Items from a data source

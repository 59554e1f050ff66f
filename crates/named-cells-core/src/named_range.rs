//! Defined names, table metadata and reference resolution

use std::fmt;

use crate::address::{CellRange, SheetRange};
use crate::error::{Error, Result, ShapeDims};

/// Scope of a defined name
#[derive(Debug, Clone, Copy, PartialEq, Eq, Hash)]
pub enum NameScope {
    Workbook,
    /// Index of the owning sheet in workbook order
    Sheet(usize),
}

/// A raw entry of the workbook's name table
#[derive(Debug, Clone, PartialEq, Eq)]
pub struct DefinedName {
    pub name: String,
    pub scope: NameScope,
    /// Reference text without the leading `=`
    pub refers_to: String,
    pub hidden: bool,
}

impl DefinedName {
    pub fn new(name: impl Into<String>, refers_to: impl Into<String>) -> Self {
        Self {
            name: name.into(),
            scope: NameScope::Workbook,
            refers_to: refers_to.into(),
            hidden: false,
        }
    }

    pub fn with_scope(mut self, scope: NameScope) -> Self {
        self.scope = scope;
        self
    }

    pub fn is_workbook_scoped(&self) -> bool {
        self.scope == NameScope::Workbook
    }
}

/// Metadata of a native spreadsheet table
#[derive(Debug, Clone, PartialEq, Eq)]
pub struct TableDef {
    pub name: String,
    pub sheet: String,
    /// Full span including header and totals rows
    pub range: CellRange,
    pub header_rows: u32,
    pub totals_rows: u32,
    pub columns: Vec<String>,
}

impl TableDef {
    fn column_index(&self, label: &str) -> Option<u32> {
        self.columns
            .iter()
            .position(|c| c.eq_ignore_ascii_case(label))
            .map(|i| i as u32)
    }
}

/// Shape of a named range
#[derive(Debug, Clone, Copy, PartialEq, Eq, Hash)]
pub enum Shape {
    /// 1x1
    Scalar,
    /// 1xN or Nx1
    Vector,
    /// Anything else, first row holds the headers
    Table,
}

impl Shape {
    pub fn of(range: &CellRange) -> Self {
        match (range.row_count(), range.col_count()) {
            (1, 1) => Shape::Scalar,
            (1, _) | (_, 1) => Shape::Vector,
            _ => Shape::Table,
        }
    }

    pub fn as_str(&self) -> &'static str {
        match self {
            Shape::Scalar => "scalar",
            Shape::Vector => "vector",
            Shape::Table => "table",
        }
    }
}

impl fmt::Display for Shape {
    fn fmt(&self, f: &mut fmt::Formatter<'_>) -> fmt::Result {
        f.write_str(self.as_str())
    }
}

/// A resolved workbook-scoped name
#[derive(Debug, Clone, PartialEq, Eq)]
pub struct NamedRange {
    /// Name as stored in the workbook
    pub name: String,
    pub address: SheetRange,
    pub shape: Shape,
}

impl NamedRange {
    pub fn new(name: impl Into<String>, address: SheetRange) -> Self {
        let shape = Shape::of(&address.range);
        Self {
            name: name.into(),
            address,
            shape,
        }
    }

    pub fn sheet(&self) -> &str {
        &self.address.sheet
    }

    pub fn range(&self) -> &CellRange {
        &self.address.range
    }

    /// Dimensions as reported in shape errors
    pub fn dims(&self) -> ShapeDims {
        let range = self.range();
        match self.shape {
            Shape::Scalar => ShapeDims::Scalar,
            Shape::Vector => ShapeDims::Vector(range.cell_count() as usize),
            Shape::Table => ShapeDims::Table {
                rows: range.row_count() as usize,
                cols: range.col_count() as usize,
            },
        }
    }
}

/// Find the workbook-scoped entry for `name`, ignoring case
///
/// A name that exists only with sheet scope is an [`Error::AmbiguousScope`];
/// `sheets` supplies the sheet name for the message.
pub fn find_name<'a>(
    names: &'a [DefinedName],
    sheets: &[String],
    name: &str,
) -> Result<&'a DefinedName> {
    let mut sheet_scoped = None;
    for entry in names.iter().filter(|n| n.name.eq_ignore_ascii_case(name)) {
        match entry.scope {
            NameScope::Workbook => return Ok(entry),
            NameScope::Sheet(idx) => {
                sheet_scoped.get_or_insert(idx);
            }
        }
    }
    match sheet_scoped {
        Some(idx) => Err(Error::AmbiguousScope {
            name: name.to_string(),
            sheet: sheets
                .get(idx)
                .cloned()
                .unwrap_or_else(|| format!("#{idx}")),
        }),
        None => Err(Error::NameNotFound(name.to_string())),
    }
}

/// Evaluate the `refers_to` text of `name` to a single rectangular span
pub fn resolve_reference(name: &str, refers_to: &str, tables: &[TableDef]) -> Result<SheetRange> {
    let text = refers_to.trim();
    let text = text.strip_prefix('=').unwrap_or(text).trim();
    let unsupported = |reason: &str| Error::UnsupportedReference {
        name: name.to_string(),
        refers_to: refers_to.to_string(),
        reason: reason.to_string(),
    };

    if text.is_empty() {
        return Err(unsupported("empty reference"));
    }
    if text.contains("#REF!") {
        return Err(unsupported("broken reference"));
    }
    if text.starts_with('[') {
        return Err(unsupported("external workbook reference"));
    }
    if text.starts_with(|c: char| c.is_ascii_digit() || matches!(c, '"' | '{' | '-' | '+' | '.'))
        || text.eq_ignore_ascii_case("TRUE")
        || text.eq_ignore_ascii_case("FALSE")
    {
        return Err(unsupported("constant value"));
    }
    if has_top_level(text, ',') {
        return Err(unsupported("multi-area reference"));
    }
    if has_top_level(text, '(') || has_top_level(text, ' ') {
        return Err(unsupported("formula"));
    }

    if let Some(bang) = top_level_bang(text) {
        let coords = &text[bang + 1..];
        if is_whole_line(coords) {
            return Err(unsupported("whole rows or columns are not supported"));
        }
        return SheetRange::parse(text).map_err(|e| match e {
            Error::InvalidAddress(msg) => unsupported(&msg),
            other => other,
        });
    }

    structured_reference(text, tables).map_err(|reason| unsupported(&reason))
}

/// Whether `c` occurs outside quotes and brackets
fn has_top_level(text: &str, c: char) -> bool {
    scan_top_level(text).any(|(_, ch)| ch == c)
}

fn top_level_bang(text: &str) -> Option<usize> {
    scan_top_level(text)
        .filter(|(_, ch)| *ch == '!')
        .map(|(i, _)| i)
        .last()
}

/// Characters that are neither quoted nor inside `[...]`
fn scan_top_level(text: &str) -> impl Iterator<Item = (usize, char)> + '_ {
    let mut quoted = false;
    let mut depth = 0u32;
    text.char_indices().filter(move |&(_, c)| {
        match c {
            '\'' if depth == 0 => {
                quoted = !quoted;
                return false;
            }
            '[' if !quoted => depth += 1,
            ']' if !quoted => {
                depth = depth.saturating_sub(1);
                return false;
            }
            _ => {}
        }
        !quoted && depth == 0
    })
}

/// `A:C`, `$A:$A`, `1:3`
fn is_whole_line(coords: &str) -> bool {
    let Some((a, b)) = coords.split_once(':') else {
        return false;
    };
    let strip = |s: &str| s.replace('$', "");
    let (a, b) = (strip(a), strip(b));
    let all = |s: &str, f: fn(&char) -> bool| !s.is_empty() && s.chars().all(|c| f(&c));
    (all(&a, char::is_ascii_alphabetic) && all(&b, char::is_ascii_alphabetic))
        || (all(&a, char::is_ascii_digit) && all(&b, char::is_ascii_digit))
}

#[derive(Debug, Clone, Copy, PartialEq, Eq)]
enum Section {
    All,
    Data,
    Headers,
    Totals,
}

/// `Table`, `Table[Column]`, `Table[#Data]`, `Table[[#Headers],[a]:[b]]`
///
/// A single column without a section is the column's data body. Data
/// selections of several columns start at the last header row; totals rows
/// are excluded.
fn structured_reference(text: &str, tables: &[TableDef]) -> std::result::Result<SheetRange, String> {
    let (table_name, spec) = match text.find('[') {
        Some(i) => (&text[..i], Some(&text[i..])),
        None => (text, None),
    };
    let table = tables
        .iter()
        .find(|t| t.name.eq_ignore_ascii_case(table_name))
        .ok_or_else(|| format!("unknown table '{table_name}'"))?;

    let mut sections = Vec::new();
    let mut columns: Option<(u32, u32)> = None;

    if let Some(spec) = spec {
        let inner = spec
            .strip_prefix('[')
            .and_then(|s| s.strip_suffix(']'))
            .ok_or_else(|| "malformed structured reference".to_string())?;
        let items: Vec<String> = if inner.trim_start().starts_with('[') {
            split_items(inner)?
        } else {
            vec![inner.to_string()]
        };

        for item in items {
            let item = item.trim();
            if let Some(section) = item.strip_prefix('#') {
                sections.push(match section.to_ascii_lowercase().as_str() {
                    "all" => Section::All,
                    "data" => Section::Data,
                    "headers" => Section::Headers,
                    "totals" => Section::Totals,
                    other => return Err(format!("unsupported table section '#{other}'")),
                });
                continue;
            }
            let (first, last) = match item.split_once("]:[") {
                Some((a, b)) => (a.to_string(), b.to_string()),
                None => (item.to_string(), item.to_string()),
            };
            let lookup = |label: &str| {
                let label = unescape_column(label);
                table
                    .column_index(&label)
                    .ok_or_else(|| format!("unknown column '{label}' in table '{}'", table.name))
            };
            let (a, b) = (lookup(&first)?, lookup(&last)?);
            if columns.is_some() {
                return Err("more than one column selection".to_string());
            }
            columns = Some((a.min(b), a.max(b)));
        }
    }

    if sections.is_empty() {
        sections.push(Section::Data);
    }
    let data_only = sections.iter().all(|s| *s == Section::Data);

    let full = table.range;
    let header_end = full.start.row + table.header_rows;
    let totals_start = (full.end.row + 1).saturating_sub(table.totals_rows);
    let mut rows: Option<(u32, u32)> = None;
    for section in sections {
        let band = match section {
            Section::All => (full.start.row, full.end.row),
            Section::Headers if table.header_rows > 0 => (full.start.row, header_end - 1),
            Section::Headers => return Err(format!("table '{}' has no header row", table.name)),
            Section::Totals if table.totals_rows > 0 => (totals_start, full.end.row),
            Section::Totals => return Err(format!("table '{}' has no totals row", table.name)),
            Section::Data if header_end < totals_start => (header_end, totals_start - 1),
            Section::Data => return Err(format!("table '{}' has no data rows", table.name)),
        };
        rows = Some(match rows {
            Some((lo, hi)) => (lo.min(band.0), hi.max(band.1)),
            None => band,
        });
    }
    let (mut first_row, last_row) = rows.unwrap_or((full.start.row, full.end.row));
    let (first_col, last_col) = match columns {
        Some((a, b)) => (full.start.col + a, full.start.col + b),
        None => (full.start.col, full.end.col),
    };

    // A data selection spanning several columns reads as a table, whose
    // first row must hold the labels
    if data_only && last_col > first_col && table.header_rows > 0 {
        first_row = header_end - 1;
    }

    Ok(SheetRange::new(
        table.sheet.clone(),
        CellRange::from_indices(first_row, first_col, last_row, last_col),
    ))
}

EXERCISE PROMPT:
Using the entries above, copy out all lines that contain the string "None".

EXERCISE OUTPUT:
    let mut sheet_scoped = None;
        None => Err(Error::NameNotFound(name.to_string())),
        None => (text, None),
    let mut columns: Option<(u32, u32)> = None;
                None => (item.to_string(), item.to_string()),
    let mut rows: Option<(u32, u32)> = None;
            None => band,
        None => (full.start.col, full.end.col),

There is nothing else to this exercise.